I been in your exact shoes  Trust me on this. Like I first said your not going listen to me but I was going say it anyway. I'm not shitting on your parade.


----------



## Zepp88 (Jan 24, 2008)

Jason said:


> Dude your missing the whole entire point. Noone ever said OMG DONT DATE THIS GIRL!! I'm saying actually yes date her and I hope for the best BUT you don't know what the future holds so why get ahead of yourself?
> 
> I been in your exact shoes  Trust me on this. Like I first said your not going listen to me but I was going say it anyway. I'm not shitting on your parade.



It's cool dude, just the whole thing bugs the hell out of me. Really, a year ago, or even a few months ago, I would not even consider it. 

But when you're ready, you're ready, so why the hell wait  I just really don't get the "you'll see" mind set. 


C.W. McCall


----------



## ibznorange (Jan 24, 2008)

Zepp88 said:


> Elevators suck.



they suck 27 pages of documentation paperwork out of my ass.
god that was gay. they actually slipped some of the paper in the maintenance panel so i could start ahead of time, when they couldn't get the doors open and shit

zorro


----------



## Zepp88 (Jan 24, 2008)

ibznorange said:


> they suck 27 pages of documentation paperwork out of my ass.
> god that was gay. they actually slipped some of the paper in the maintenance panel so i could start ahead of time, when they couldn't get the doors open and shit
> 
> zorro





Your job sucks  

Where do you work?





C.W. McCall


----------



## Jason (Jan 24, 2008)

Zepp88 said:


> It's cool dude, just the whole thing bugs the hell out of me. Really, a year ago, or even a few months ago, I would not even consider it.
> 
> But when you're ready, you're ready, so why the hell wait  I just really don't get the "you'll see" mind set.
> 
> ...




See? You just made my point. A year ago or even a few months ago you wouldn't have considered it? So whats to say you won't change your mind in a few months or a year?
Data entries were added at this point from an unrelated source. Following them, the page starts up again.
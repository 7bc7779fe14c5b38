//! The network collaborator behind [`crate::boundary::HttpBoundary`].

use std::time::Duration;

use async_trait::async_trait;
use reqwest::Client;
use serde_json::{json, Value};
use shared::{Method, RequestConfig, ResponseEnvelope, TransportError};
use tracing::debug;
use url::Url;

/// Performs one request. Non-2xx responses and requests that never got a
/// response both come back as `Err`, carrying the same envelope shape as a
/// success.
#[async_trait]
pub trait Transport: Send + Sync {
    async fn execute(&self, config: RequestConfig) -> Result<ResponseEnvelope, ResponseEnvelope>;
}

#[derive(Debug, Clone, Default)]
pub struct ReqwestTransport {
    client: Client,
    base_url: Option<Url>,
    timeout: Option<Duration>,
}

impl ReqwestTransport {
    pub fn new() -> Self {
        Self::default()
    }

    pub fn with_client(mut self, client: Client) -> Self {
        self.client = client;
        self
    }

    pub fn with_base_url(mut self, base_url: &str) -> Result<Self, TransportError> {
        let parsed = Url::parse(base_url).map_err(|source| TransportError::InvalidUrl {
            url: base_url.to_string(),
            source,
        })?;
        self.base_url = Some(parsed);
        Ok(self)
    }

    pub fn with_timeout(mut self, timeout: Duration) -> Self {
        self.timeout = Some(timeout);
        self
    }

    fn resolve_url(&self, raw: &str) -> Result<Url, TransportError> {
        let parsed = match &self.base_url {
            Some(base) => base.join(raw),
            None => Url::parse(raw),
        };
        parsed.map_err(|source| TransportError::InvalidUrl {
            url: raw.to_string(),
            source,
        })
    }

    async fn send(&self, config: &RequestConfig) -> Result<ResponseEnvelope, TransportError> {
        let url = self.resolve_url(&config.url)?;
        let mut request = self
            .client
            .request(reqwest_method(config.method), url.clone())
            .query(&config.params);
        for (name, value) in &config.headers {
            request = request.header(name.as_str(), value.as_str());
        }
        if let Some(body) = request_body(config) {
            request = request.json(body);
        }
        if let Some(timeout) = self.timeout {
            request = request.timeout(timeout);
        }

        let response = request
            .send()
            .await
            .map_err(|err| TransportError::Connection {
                url: url.to_string(),
                message: err.to_string(),
            })?;

        let status = response.status().as_u16();
        let headers = response
            .headers()
            .iter()
            .filter_map(|(name, value)| {
                value
                    .to_str()
                    .ok()
                    .map(|value| (name.as_str().to_string(), value.to_string()))
            })
            .collect();
        let bytes = response
            .bytes()
            .await
            .map_err(|err| TransportError::Decode {
                url: url.to_string(),
                message: err.to_string(),
            })?;

        debug!(%url, status, bytes = bytes.len(), "response received");
        Ok(ResponseEnvelope {
            data: decode_body(&bytes),
            status,
            headers,
            request_config: config.clone(),
        })
    }
}

#[async_trait]
impl Transport for ReqwestTransport {
    async fn execute(&self, config: RequestConfig) -> Result<ResponseEnvelope, ResponseEnvelope> {
        match self.send(&config).await {
            Ok(envelope) if envelope.is_success() => Ok(envelope),
            Ok(envelope) => Err(envelope),
            Err(err) => Err(ResponseEnvelope::new(
                0,
                json!({ "error": err.to_string() }),
                config,
            )),
        }
    }
}

fn reqwest_method(method: Method) -> reqwest::Method {
    match method {
        Method::Get => reqwest::Method::GET,
        Method::Post => reqwest::Method::POST,
        Method::Put => reqwest::Method::PUT,
        Method::Patch => reqwest::Method::PATCH,
        Method::Delete => reqwest::Method::DELETE,
        Method::Head => reqwest::Method::HEAD,
    }
}

/// JSON when the body parses as JSON, a string otherwise, `null` when empty.
/// The body to send, if the method carries one.
fn request_body(config: &RequestConfig) -> Option<&Value> {
    let body = config.body.as_ref()?;
    if !config.method.has_body() {
        debug!(
            method = %config.method,
            url = %config.url,
            "ignoring body on a bodiless method"
        );
        return None;
    }
    Some(body)
}

fn decode_body(bytes: &[u8]) -> Value {
    if bytes.is_empty() {
        return Value::Null;
    }
    serde_json::from_slice(bytes)
        .unwrap_or_else(|_| Value::String(String::from_utf8_lossy(bytes).into_owned()))
}
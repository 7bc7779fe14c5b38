//! Promise combinators.

use std::{
    cell::{Cell, RefCell},
    rc::Rc,
    time::Duration,
};

use crate::{
    promise::{Deferred, Promise},
    scheduler::Scheduler,
};

/// Fulfills with every input value, in input order, once all inputs have
/// fulfilled. Rejects with the first rejection observed; the other inputs keep
/// running but no longer affect the result.
///
/// An empty input fulfills with an empty vector. The same promise may appear
/// at several positions and fills each of them.
pub fn wait_all<T, E, I>(scheduler: &Scheduler, promises: I) -> Promise<Vec<T>, E>
where
    T: Clone + 'static,
    E: Clone + 'static,
    I: IntoIterator<Item = Promise<T, E>>,
{
    let promises: Vec<_> = promises.into_iter().collect();
    let (deferred, combined) = Deferred::new(scheduler);

    if promises.is_empty() {
        deferred.resolve(Vec::new());
        return combined;
    }

    let slots: Rc<RefCell<Vec<Option<T>>>> = Rc::new(RefCell::new(vec![None; promises.len()]));
    let remaining = Rc::new(Cell::new(promises.len()));

    for (index, promise) in promises.into_iter().enumerate() {
        let deferred = deferred.clone();
        let slots = slots.clone();
        let remaining = remaining.clone();
        promise.subscribe(move |outcome| {
            if deferred.is_settled() {
                return;
            }
            match outcome {
                Ok(value) => {
                    slots.borrow_mut()[index] = Some(value);
                    remaining.set(remaining.get() - 1);
                    if remaining.get() == 0 {
                        let values = slots.borrow_mut().drain(..).flatten().collect();
                        deferred.resolve(values);
                    }
                }
                Err(reason) => deferred.reject(reason),
            }
        });
    }

    combined
}

/// Settles with whichever input settles first. An empty input never settles.
pub fn race<T, E, I>(scheduler: &Scheduler, promises: I) -> Promise<T, E>
where
    T: Clone + 'static,
    E: Clone + 'static,
    I: IntoIterator<Item = Promise<T, E>>,
{
    let (deferred, winner) = Deferred::new(scheduler);
    for promise in promises {
        let deferred = deferred.clone();
        promise.subscribe(move |outcome| deferred.settle(outcome));
    }
    winner
}

/// Rejects with `reason` unless `promise` settles within `duration`. The
/// original operation is not stopped; its late outcome is ignored.
///
/// Uses [`Scheduler::delay`], so it must run inside a tokio `LocalSet`. If
/// the promise's scheduler is already gone, no timer is armed and the promise
/// is returned as is.
pub fn timeout<T, E>(promise: &Promise<T, E>, duration: Duration, reason: E) -> Promise<T, E>
where
    T: Clone + 'static,
    E: Clone + 'static,
{
    let Some(scheduler) = promise.scheduler() else {
        return promise.clone();
    };
    let timer = scheduler.delay(duration, Err(reason));
    race(&scheduler, [promise.clone(), timer])
}
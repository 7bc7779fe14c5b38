use std::{
    collections::HashMap,
    rc::Rc,
    sync::{Arc, Mutex},
};

use async_trait::async_trait;
use client_core::{
    BusyIndicator, Chain, FlashQueue, HttpBoundary, HttpPipeline, LogInterceptor, Scheduler,
    TransitionBus, Transport,
};
use serde_json::json;
use shared::{Method, RequestConfig, ResponseEnvelope};
use tokio::task::LocalSet;

#[derive(Default)]
struct MemoryTransport {
    items: Mutex<HashMap<String, serde_json::Value>>,
}

#[async_trait]
impl Transport for MemoryTransport {
    async fn execute(&self, config: RequestConfig) -> Result<ResponseEnvelope, ResponseEnvelope> {
        let mut items = self.items.lock().expect("items lock");
        match config.method {
            Method::Put => {
                let body = config.body.clone().unwrap_or_default();
                items.insert(config.url.clone(), body.clone());
                Ok(ResponseEnvelope::new(200, body, config))
            }
            Method::Get => match items.get(&config.url) {
                Some(item) => Ok(ResponseEnvelope::new(200, item.clone(), config)),
                None => Err(ResponseEnvelope::new(404, json!(null), config)),
            },
            _ => Err(ResponseEnvelope::new(405, json!(null), config)),
        }
    }
}

#[tokio::test]
async fn save_then_navigate_shows_notice_exactly_once() {
    LocalSet::new()
        .run_until(async {
            let scheduler = Scheduler::new();
            tokio::task::spawn_local(scheduler.clone().run());

            let routes = TransitionBus::new();
            let flash = FlashQueue::new();
            flash.subscribe(&routes).expect("subscribe flash queue");

            let busy = BusyIndicator::new();
            let pipeline = HttpPipeline::builder()
                .push_shared(Rc::new(busy.clone()))
                .push(LogInterceptor)
                .build();
            let http = HttpBoundary::new(
                &scheduler,
                Arc::new(MemoryTransport::default()),
                pipeline,
            );

            let notice = flash.clone();
            let navigation = routes.clone();
            let saved = http
                .put("projects/1", json!({ "name": "apollo" }))
                .map(move |response| {
                    notice.enqueue(format!("Saved {}", response.data["name"]));
                    navigation.emit_transition();
                    response.status
                });
            assert!(busy.is_busy());
            assert_eq!(saved.await, Ok(200));
            assert!(!busy.is_busy());
            assert_eq!(flash.current_message(), "Saved \"apollo\"");

            routes.emit_transition();
            assert_eq!(flash.current_message(), "");

            let notice = flash.clone();
            let missing = http.get("projects/2").or_else(move |reason| {
                notice.enqueue(format!("Project not found ({})", reason.status));
                Chain::Reject(reason)
            });
            let rejection = missing.await.expect_err("unknown project");
            assert_eq!(rejection.status, 404);
            assert_eq!(flash.current_message(), "");

            routes.emit_transition();
            assert_eq!(flash.current_message(), "Project not found (404)");
        })
        .await;
}
//! Asynchronous result composition for client-side remote data access.
//!
//! - [`Scheduler`] runs continuations cooperatively on one thread.
//! - [`Deferred`] / [`Promise`] model one-shot outcomes with chaining.
//! - [`wait_all`], [`race`] and [`timeout`] compose several promises.
//! - [`Pipeline`] wraps every operation crossing an [`HttpBoundary`] with
//!   ordered interceptors.
//! - [`FlashQueue`] relays one-shot notices across [`TransitionBus`]
//!   navigation events.

pub mod boundary;
pub mod combinator;
pub mod flash;
pub mod interceptor;
pub mod navigation;
pub mod promise;
pub mod scheduler;
pub mod transport;

pub use boundary::{HttpBoundary, HttpPipeline, HttpPromise};
pub use combinator::{race, timeout, wait_all};
pub use flash::{FlashError, FlashQueue, FlashStatus};
pub use interceptor::{
    BusyIndicator, FnInterceptor, Interceptor, LogInterceptor, Pipeline, PipelineBuilder,
};
pub use navigation::{EmitClock, SubscriptionId, TransitionBus, ROUTE_CHANGE_SUCCESS};
pub use promise::{Chain, Deferred, Promise, PromiseState, Settled};
pub use scheduler::Scheduler;
pub use transport::{ReqwestTransport, Transport};

#[cfg(test)]
mod tests;
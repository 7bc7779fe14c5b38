pub mod domain;
pub mod envelope;
pub mod error;

pub use domain::{Method, RequestId};
pub use envelope::{RequestConfig, ResponseEnvelope};
pub use error::{ErrorCode, TransportError};
//! Ordered before/after hooks wrapped around every operation that crosses a
//! boundary.
//!
//! A [`Pipeline`] is assembled once with [`PipelineBuilder`] and is immutable
//! afterwards. Hooks run in registration order. On each step the current
//! outcome decides which hook runs: a value goes to `on_success`, a reason to
//! `on_failure`. Either hook may flip the outcome, and later interceptors only
//! ever see the flipped one.

use std::{cell::Cell, rc::Rc};

use shared::ResponseEnvelope;
use tracing::{debug, info, warn};

use crate::promise::{Chain, Promise};

/// One interceptor. All hooks default to passing the payload through, so an
/// implementation only overrides what it needs.
///
/// A failure hook that returns `Ok` recovers the operation. The recovered
/// value has the success type `T`; for HTTP pipelines that is a
/// [`ResponseEnvelope`], built with [`ResponseEnvelope::recovered`] when only
/// raw data is at hand.
pub trait Interceptor<T, E> {
    /// Called when an operation enters the boundary, before the transport runs.
    fn on_dispatch(&self) {}

    fn on_success(&self, value: T) -> Result<T, E> {
        Ok(value)
    }

    fn on_failure(&self, reason: E) -> Result<T, E> {
        Err(reason)
    }
}

type SuccessHook<T, E> = Box<dyn Fn(T) -> Result<T, E>>;
type FailureHook<T, E> = Box<dyn Fn(E) -> Result<T, E>>;

/// Interceptor assembled from closures.
pub struct FnInterceptor<T, E> {
    on_success: Option<SuccessHook<T, E>>,
    on_failure: Option<FailureHook<T, E>>,
}

impl<T, E> Default for FnInterceptor<T, E> {
    fn default() -> Self {
        Self {
            on_success: None,
            on_failure: None,
        }
    }
}

impl<T, E> FnInterceptor<T, E> {
    pub fn new() -> Self {
        Self::default()
    }

    pub fn on_success(mut self, hook: impl Fn(T) -> Result<T, E> + 'static) -> Self {
        self.on_success = Some(Box::new(hook));
        self
    }

    pub fn on_failure(mut self, hook: impl Fn(E) -> Result<T, E> + 'static) -> Self {
        self.on_failure = Some(Box::new(hook));
        self
    }
}

impl<T, E> Interceptor<T, E> for FnInterceptor<T, E> {
    fn on_success(&self, value: T) -> Result<T, E> {
        match &self.on_success {
            Some(hook) => hook(value),
            None => Ok(value),
        }
    }

    fn on_failure(&self, reason: E) -> Result<T, E> {
        match &self.on_failure {
            Some(hook) => hook(reason),
            None => Err(reason),
        }
    }
}

pub struct PipelineBuilder<T, E> {
    interceptors: Vec<Rc<dyn Interceptor<T, E>>>,
}

impl<T, E> Default for PipelineBuilder<T, E> {
    fn default() -> Self {
        Self {
            interceptors: Vec::new(),
        }
    }
}

impl<T, E> PipelineBuilder<T, E> {
    pub fn new() -> Self {
        Self::default()
    }

    pub fn push(self, interceptor: impl Interceptor<T, E> + 'static) -> Self {
        self.push_shared(Rc::new(interceptor))
    }

    /// Registers an interceptor the caller keeps a handle to.
    pub fn push_shared(mut self, interceptor: Rc<dyn Interceptor<T, E>>) -> Self {
        self.interceptors.push(interceptor);
        self
    }

    pub fn build(self) -> Pipeline<T, E> {
        Pipeline {
            interceptors: self.interceptors.into(),
        }
    }
}

pub struct Pipeline<T, E> {
    interceptors: Rc<[Rc<dyn Interceptor<T, E>>]>,
}

impl<T, E> Clone for Pipeline<T, E> {
    fn clone(&self) -> Self {
        Self {
            interceptors: self.interceptors.clone(),
        }
    }
}

impl<T, E> Default for Pipeline<T, E> {
    fn default() -> Self {
        PipelineBuilder::new().build()
    }
}

impl<T, E> Pipeline<T, E>
where
    T: Clone + 'static,
    E: Clone + 'static,
{
    pub fn builder() -> PipelineBuilder<T, E> {
        PipelineBuilder::new()
    }

    pub fn len(&self) -> usize {
        self.interceptors.len()
    }

    pub fn is_empty(&self) -> bool {
        self.interceptors.is_empty()
    }

    /// Runs every `on_dispatch` hook in registration order.
    pub fn dispatch(&self) {
        for interceptor in self.interceptors.iter() {
            interceptor.on_dispatch();
        }
    }

    /// Returns a new promise carrying `raw`'s outcome after it has passed
    /// through every interceptor. `raw` itself is left untouched.
    pub fn wrap(&self, raw: &Promise<T, E>) -> Promise<T, E> {
        let mut current = raw.then(Chain::Fulfill, Chain::Reject);
        for interceptor in self.interceptors.iter() {
            let on_success = interceptor.clone();
            let on_failure = interceptor.clone();
            current = current.then::<T, E, _, _>(
                move |value| on_success.on_success(value).into(),
                move |reason| on_failure.on_failure(reason).into(),
            );
        }
        current
    }
}

/// Counts operations in flight; busy while the count is non-zero.
#[derive(Debug, Clone, Default)]
pub struct BusyIndicator {
    in_flight: Rc<Cell<usize>>,
}

impl BusyIndicator {
    pub fn new() -> Self {
        Self::default()
    }

    pub fn is_busy(&self) -> bool {
        self.in_flight.get() > 0
    }

    pub fn in_flight(&self) -> usize {
        self.in_flight.get()
    }

    fn finish(&self) {
        self.in_flight.set(self.in_flight.get().saturating_sub(1));
        if !self.is_busy() {
            debug!("busy indicator cleared");
        }
    }
}

impl<T, E> Interceptor<T, E> for BusyIndicator {
    fn on_dispatch(&self) {
        self.in_flight.set(self.in_flight.get() + 1);
    }

    fn on_success(&self, value: T) -> Result<T, E> {
        self.finish();
        Ok(value)
    }

    fn on_failure(&self, reason: E) -> Result<T, E> {
        self.finish();
        Err(reason)
    }
}

/// Emits one tracing event per completed HTTP operation.
#[derive(Debug, Clone, Copy, Default)]
pub struct LogInterceptor;

impl Interceptor<ResponseEnvelope, ResponseEnvelope> for LogInterceptor {
    fn on_success(&self, value: ResponseEnvelope) -> Result<ResponseEnvelope, ResponseEnvelope> {
        let config = &value.request_config;
        info!(
            request_id = %config.request_id,
            method = %config.method,
            url = %config.url,
            status = value.status,
            "request completed"
        );
        Ok(value)
    }

    fn on_failure(&self, reason: ResponseEnvelope) -> Result<ResponseEnvelope, ResponseEnvelope> {
        let config = &reason.request_config;
        warn!(
            request_id = %config.request_id,
            method = %config.method,
            url = %config.url,
            status = reason.status,
            code = ?reason.error_code(),
            "request failed"
        );
        Err(reason)
    }
}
Im saying I been in your exact same shoes and thought the exact same way BUT things changed. *sigh* Your just not going listen to me


----------



## ibznorange (Jan 24, 2008)

cactus grill. closest thing to a cafeteria at the U of A. biggest food place on a campus of 40000 people. biggest within 7 miles actually, but its on campus, in the union, so we get NAILED. 
and almost all of my staff hates me cause im white. totally serious. they even tell me so lol

zorro


----------



## Zepp88 (Jan 24, 2008)

Jason said:


> See? You just made my point. A year ago or even a few months ago you wouldn't have considered it? So whats to say you won't change your mind in a few months or a year?
> 
> Im saying I been in your exact same shoes and thought the exact same way BUT things changed. *sigh* Your just not going listen to me



Just makes me question if you've ever been certain of anything. If I was 30 years old and in the same scenario, should I wait another 5 years just to be sure?  The concept does not make sense. 

C.W. McCall


----------



## Jason (Jan 24, 2008)

Zepp88 said:


> Just makes me question if you've ever been certain of anything. If I was 30 years old and in the same scenario, should I wait another 5 years just to be sure?  The concept does not make sense.
> 
> C.W. McCall



Correct you never know what the future holds. What im saying with you guys still being so young and having alot of growing up to do still whats the rush? what can it hurt to wait a bit? If you love each other as much as you say you do then a few years won't hurt is all


----------



## Zepp88 (Jan 24, 2008)

Jason said:


> Correct you never know what the future holds. What im saying with you guys still being so young and having alot of growing up to do still whats the rush? what can it hurt to wait a bit? If you love each other as much as you say you do then a few years won't hurt is all



Yeah, but we are waiting a few years  She's gotta graduate college first.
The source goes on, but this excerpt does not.